As always, we spent Christmas Day traveling back to AZ for the winter. At least much of the day, because though the flight itself is only an hour-and-a-half, between getting to the airport, getting through security, buying and drinking the required Bloody Mary, and buying the mandatory M&Ms to eat on the plane, you have to allow for a significantly greater amount of time than you would imagine.
And then, of course, there is always someone who holds up the entire show because they can’t seem to get themselves situated onto the plane in a timely manner.
And, oops! This time it was Bill and me.
Actually, we got seated quite quickly. For reasons I can’t explain, the fact that there was someone already sitting in 4D (which was the number on Bill’s boarding pass) didn’t raise any alarms with us. We just took 4E and 4F, and began getting comfortable. In fact, Bill had put our bags up in the overhead bin, we had figured out which seat belt was which, and we had settled in for a long winter’s nap, when another friendly fellow stopped at our row and said to me, “Excuse me, I believe you’re in my seat.”
Nope, I replied to him with great confidence, and showed him my boarding pass which clearly said 4E.
Being a congenial sort, he turned around and began swimming upstream from the people still boarding, like a salmon getting ready to spawn. But by that time, Bill and I were starting to get a bad feeling in our stomachs; something was amiss. Bill pulled out his boarding pass, and looked at the flight number, which was NOT the number of the flight on which we were currently seated. And, in fact, the time on the pass indicated a flight that was leaving an hour later. By this time, the nice man had reached the front of the plane once again and was starting his spiel about double booking. At the same time, the flight attendants were making noises about closing the doors. I stood, waved my hands, and said, “STOP! DON’T CLOSE THE DOORS! We’re on the wrong flight.”
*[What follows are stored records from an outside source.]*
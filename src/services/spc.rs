//! `SpcIndirectDataContent` construction.
//!
//! The Authenticode structure binding the APPX digest blob into the
//! signature:
//!
//! ```text
//! SpcIndirectDataContent ::= SEQUENCE {
//!     data          SpcAttributeTypeAndOptionalValue,  -- SIP info
//!     messageDigest DigestInfo                          -- SHA-256, blob
//! }
//! ```

use crate::domain::constants::{self, ASN1_NULL, TAG_SEQUENCE};
use crate::domain::digests::AppxDigests;
use crate::services::asn1;

/// The 16-byte platform GUID carried in the SIP info value. Fixed for APPX
/// packages.
const SIP_INFO_GUID: [u8; 16] = [
    0x4B, 0xDF, 0xC5, 0x0A, 0x07, 0xCE, 0xE2, 0x4D, 0xB7, 0x6E, 0x23, 0xC8, 0x39, 0xA0, 0x9F,
    0xD1,
];

/// The SIP info version integer.
const SIP_INFO_VERSION: u32 = 0x0101_0000;

/// AlgorithmIdentifier for SHA-256 with NULL parameters.
pub(crate) fn sha256_algorithm_identifier() -> Vec<u8> {
    let mut body = asn1::encode_oid(&constants::SHA256);
    body.extend_from_slice(ASN1_NULL);
    asn1::tlv(TAG_SEQUENCE, &body)
}

fn sip_info_value() -> Vec<u8> {
    let mut body = asn1::integer_from_u32(SIP_INFO_VERSION);
    body.extend_from_slice(&asn1::octet_string(&SIP_INFO_GUID));
    for _ in 0..5 {
        body.extend_from_slice(&asn1::integer_from_u32(0));
    }
    asn1::tlv(TAG_SEQUENCE, &body)
}

/// The DER encoding of the full `SpcIndirectDataContent` SEQUENCE.
#[must_use]
pub fn spc_indirect_data_content(digests: &AppxDigests) -> Vec<u8> {
    // data: SEQUENCE { SPC_SIPINFO_OBJID, SpcSipInfo value }
    let mut data = asn1::encode_oid(&constants::SPC_SIPINFO);
    data.extend_from_slice(&sip_info_value());
    let data = asn1::tlv(TAG_SEQUENCE, &data);

    // messageDigest: SEQUENCE { AlgorithmIdentifier, OCTET STRING blob }
    let mut digest_info = sha256_algorithm_identifier();
    digest_info.extend_from_slice(&asn1::octet_string(&digests.to_bytes()));
    let digest_info = asn1::tlv(TAG_SEQUENCE, &digest_info);

    let mut content = data;
    content.extend_from_slice(&digest_info);
    asn1::tlv(TAG_SEQUENCE, &content)
}
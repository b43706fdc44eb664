//! OIDs and ASN.1 tag bytes used by the Authenticode signature path.

use der::asn1::ObjectIdentifier;

// === Microsoft Authenticode OIDs ===

/// SPC indirect data content type (`SPC_INDIRECT_DATA_OBJID`).
pub const SPC_INDIRECT_DATA: ObjectIdentifier =
    ObjectIdentifier::new_unwrap("1.3.6.1.4.1.311.2.1.4");

/// SIP info (`SPC_SIPINFO_OBJID`), the data half of the indirect content.
pub const SPC_SIPINFO: ObjectIdentifier = ObjectIdentifier::new_unwrap("1.3.6.1.4.1.311.2.1.30");

/// Opus info signed attribute (`SPC_SP_OPUS_INFO_OBJID`).
pub const SPC_SP_OPUS_INFO: ObjectIdentifier =
    ObjectIdentifier::new_unwrap("1.3.6.1.4.1.311.2.1.12");

/// Statement type signed attribute (`SPC_STATEMENT_TYPE_OBJID`).
pub const SPC_STATEMENT_TYPE: ObjectIdentifier =
    ObjectIdentifier::new_unwrap("1.3.6.1.4.1.311.2.1.11");

/// Individual code signing statement (`SPC_INDIVIDUAL_SP_KEY_PURPOSE_OBJID`).
pub const SPC_INDIVIDUAL_SP_KEY_PURPOSE: ObjectIdentifier =
    ObjectIdentifier::new_unwrap("1.3.6.1.4.1.311.2.1.21");

// === PKCS#7 / PKCS#9 OIDs ===

pub const PKCS7_SIGNED_DATA: ObjectIdentifier =
    ObjectIdentifier::new_unwrap("1.2.840.113549.1.7.2");

pub const PKCS9_CONTENT_TYPE: ObjectIdentifier =
    ObjectIdentifier::new_unwrap("1.2.840.113549.1.9.3");

pub const PKCS9_MESSAGE_DIGEST: ObjectIdentifier =
    ObjectIdentifier::new_unwrap("1.2.840.113549.1.9.4");

// === Algorithm OIDs ===

pub const SHA256: ObjectIdentifier = ObjectIdentifier::new_unwrap("2.16.840.1.101.3.4.2.1");

pub const RSA_ENCRYPTION: ObjectIdentifier = ObjectIdentifier::new_unwrap("1.2.840.113549.1.1.1");

pub const ECDSA_WITH_SHA256: ObjectIdentifier = ObjectIdentifier::new_unwrap("1.2.840.10045.4.3.2");

// === ASN.1 DER tags ===

pub const TAG_INTEGER: u8 = 0x02;
pub const TAG_OCTET_STRING: u8 = 0x04;
pub const TAG_OID: u8 = 0x06;
pub const TAG_SEQUENCE: u8 = 0x30;
pub const TAG_SET: u8 = 0x31;
/// Context-specific constructed tag `[0]`.
pub const TAG_CONTEXT_0: u8 = 0xA0;

/// Complete DER NULL value.
pub const ASN1_NULL: &[u8] = &[0x05, 0x00];

/// Magic prefix of `AppxSignature.p7x`.
pub const P7X_MAGIC: &[u8] = &[0x50, 0x4B, 0x43, 0x58]; // "PKCX"
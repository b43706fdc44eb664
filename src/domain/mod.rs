//! Pure data and format logic: sinks, ZIP records, digests, DER constants.

pub mod constants;
pub mod deflate;
pub mod digests;
pub mod hash;
pub mod sink;
pub mod xml;
pub mod zip;
//! Digest signing.
//!
//! The signer's contract: given the five-digest blob and a credential
//! reference, return a DER PKCS#7 `SignedData`. Credentials are either a
//! PKCS#12 file or a PKCS#11 token addressed by module path, slot id, key
//! id, and PIN. Credential material lives only for the span of one
//! `sign_digests` call.

use std::path::{Path, PathBuf};

use cryptoki::context::{CInitializeArgs, Pkcs11};
use cryptoki::mechanism::Mechanism;
use cryptoki::object::{Attribute, AttributeType, ObjectClass};
use cryptoki::session::UserType;
use cryptoki::types::AuthPin;
use openssl::hash::MessageDigest;
use openssl::pkcs12::Pkcs12;
use openssl::pkey::Id;
use openssl::sign::Signer;

use crate::domain::constants;
use crate::domain::digests::AppxDigests;
use crate::infra::error::{PackagingError, PackagingResult};
use crate::services::pkcs7::{build_signed_data, SignedDataParams};
use crate::types::PivPin;

/// A reference to signing key material.
#[derive(Debug, Clone)]
pub enum SigningCredentials {
    /// A PKCS#12 (PFX) file holding the certificate and private key.
    Pkcs12File { path: PathBuf },
    /// A key on a PKCS#11 token.
    Pkcs11Token {
        module: PathBuf,
        slot_id: u64,
        key_id: u8,
        pin: PivPin,
    },
}

/// Produces the DER PKCS#7 signature binding the digest blob.
pub fn sign_digests(
    credentials: &SigningCredentials,
    digests: &AppxDigests,
) -> PackagingResult<Vec<u8>> {
    match credentials {
        SigningCredentials::Pkcs12File { path } => sign_with_pkcs12(path, digests),
        SigningCredentials::Pkcs11Token {
            module,
            slot_id,
            key_id,
            pin,
        } => sign_with_pkcs11(module, *slot_id, *key_id, pin, digests),
    }
}

fn sign_with_pkcs12(path: &Path, digests: &AppxDigests) -> PackagingResult<Vec<u8>> {
    let der = std::fs::read(path)
        .map_err(|e| PackagingError::Signing(format!("{}: {e}", path.display())))?;
    let pkcs12 = Pkcs12::from_der(&der)
        .map_err(|e| PackagingError::Signing(format!("{}: not a PKCS#12 file: {e}", path.display())))?;
    let parsed = pkcs12
        .parse2("")
        .map_err(|e| PackagingError::Signing(format!("{}: {e}", path.display())))?;
    let key = parsed.pkey.ok_or_else(|| {
        PackagingError::Signing(format!("{}: no private key", path.display()))
    })?;
    let cert = parsed.cert.ok_or_else(|| {
        PackagingError::Signing(format!("{}: no certificate", path.display()))
    })?;

    let signature_algorithm = match key.id() {
        Id::EC => constants::ECDSA_WITH_SHA256,
        _ => constants::RSA_ENCRYPTION,
    };
    let cert_der = cert.to_der()?;

    log::info!("signing digests with certificate from {}", path.display());
    build_signed_data(
        &SignedDataParams {
            cert_der: &cert_der,
            digests,
            signature_algorithm,
        },
        |attributes| {
            let mut signer = Signer::new(MessageDigest::sha256(), &key)?;
            signer.update(attributes)?;
            Ok(signer.sign_to_vec()?)
        },
    )
}

fn sign_with_pkcs11(
    module: &Path,
    slot_id: u64,
    key_id: u8,
    pin: &PivPin,
    digests: &AppxDigests,
) -> PackagingResult<Vec<u8>> {
    let pkcs11 = Pkcs11::new(module)
        .map_err(|e| PackagingError::Signing(format!("{}: {e}", module.display())))?;
    pkcs11.initialize(CInitializeArgs::OsThreads)?;

    let slot = pkcs11
        .get_slots_with_token()?
        .into_iter()
        .find(|slot| slot.id() == slot_id)
        .ok_or_else(|| PackagingError::Signing(format!("no token in slot {slot_id}")))?;

    let session = pkcs11.open_ro_session(slot)?;
    session.login(UserType::User, Some(&AuthPin::new(pin.as_str().to_string())))?;

    let certificate_der = token_certificate(&session, key_id)?;
    let key = session
        .find_objects(&[
            Attribute::Class(ObjectClass::PRIVATE_KEY),
            Attribute::Id(vec![key_id]),
        ])?
        .into_iter()
        .next()
        .ok_or_else(|| {
            PackagingError::Signing(format!(
                "no usable key with slot {slot_id} and key id {key_id}"
            ))
        })?;

    log::info!("signing digests with PKCS#11 key {key_id} in slot {slot_id}");
    build_signed_data(
        &SignedDataParams {
            cert_der: &certificate_der,
            digests,
            // PIV signing keys are RSA.
            signature_algorithm: constants::RSA_ENCRYPTION,
        },
        |attributes| Ok(session.sign(&Mechanism::Sha256RsaPkcs, key, attributes)?),
    )
}

/// Reads the signing certificate off the token, preferring one whose id
/// matches the key id.
fn token_certificate(
    session: &cryptoki::session::Session,
    key_id: u8,
) -> PackagingResult<Vec<u8>> {
    let mut handles = session.find_objects(&[
        Attribute::Class(ObjectClass::CERTIFICATE),
        Attribute::Id(vec![key_id]),
    ])?;
    if handles.is_empty() {
        handles = session.find_objects(&[Attribute::Class(ObjectClass::CERTIFICATE)])?;
    }
    let handle = handles
        .into_iter()
        .next()
        .ok_or_else(|| PackagingError::Signing("no certificate on token".to_string()))?;
    let attributes = session.get_attributes(handle, &[AttributeType::Value])?;
    match attributes.into_iter().next() {
        Some(Attribute::Value(der)) => Ok(der),
        _ => Err(PackagingError::Signing(
            "token certificate has no value".to_string(),
        )),
    }
}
“Where are you going?” the flight attendant yelled to me. (By this time, everyone in rows 1 through 6 was getting in on the fun. They looked at me.)
“Well, we’re going to Phoenix, but not on this flight,” I yelled back. (They looked at her.)
“Well, then you need to get off of this flight,” she said. (They looked at me.)
So we climbed over the young man in 4D with whom I had already bonded, learning that he was traveling with his grandmother and coming to Phoenix to visit his favorite aunt. (I learn a lot about people in a short period of time.) Bill excused himself profusely as he began pulling our bags back out of the overhead where he had placed them mere minutes earlier.
We then began swimming upstream like salmon getting ready to spawn. But all the while I was very confused because we had received a confirmation from Spirit Airlines for our flight, and it was leaving at this time. What went wrong?
Just as we were leaving the plane, I asked the flight attendant to please let my sister know that we were no longer on the plane. Jen was traveling with us, and she was in the back of the plane, wholly unaware of what was transpiring in the front of the plane. The flight attendant assured me that she would tell her.
We stepped out of the plane, understandably discombobulated. Bill set down the bags and literally ran to the check-in desk like a 25-year-old man . I begged the flight attendants to not close the door because we were certain we should be on this flight. In an unbelievably short period of time, Bill came back with two new boarding passes for seats 4B and 4C. We climbed back on the plane, found our new seats, and Bill began putting our bags back in the overhead bin.
“What happened?” I asked Bill as he sat down.
“I don’t know,” he replied. “But she the lady at the counter shows us on this flight, and gave us these seats.”
We spent the entire flight trying to figure out what went wrong. After much consideration, we realized that the boarding passes we had used were from a previous flight when we flew from PHOENIX to DENVER back in November. So, how did we get through security, we wondered.
Friends, it wasn’t until Sunday night as Bill began unpacking his suitcase that it all came together. This was the reason for the whole debacle: Bill had apparently not tossed those old boarding passes from back in November, and they were in the same suitcase pocket in which he always puts our boarding passes. So when we went through security, we used the correct boarding passes. But when we went to board the plane, the boarding passes he gave the gate attendant were the old passes. For reasons I can’t explain, she didn’t catch the error. So we sat in the seats in which we had sat back in November instead of the correct seats.
But perhaps the funniest thing about the whole mixed-up affair was that about halfway to Phoenix, I asked the flight attendant if she had, in fact, told my sister that we had gotten off the plane. She said she had.
“Would you like me to go tell her you are on the plane?” she asked me pleasantly.
I said that would be very nice, so that she wouldn’t worry about how we would connect up in Phoenix. Jen told me later that she had never been told that we had disembarked from the plane, and sitting way back in the plane, she wasn’t even aware of our plight. Or that there was even a plight. So when the flight attendant came and told her, “Bill and Kris are on the plane,” she was fairly puzzled, but said, “Well, that’s good.”
But it’s Spirit Airlines, so who knows what makes sense and what doesn’t.
All I know is that we were glad to get settled into our AZ home and equally glad that we won’t be flying any time soon. Frankly, so is Spirit Airlines.
And Bill threw away the boarding passes with great gusto!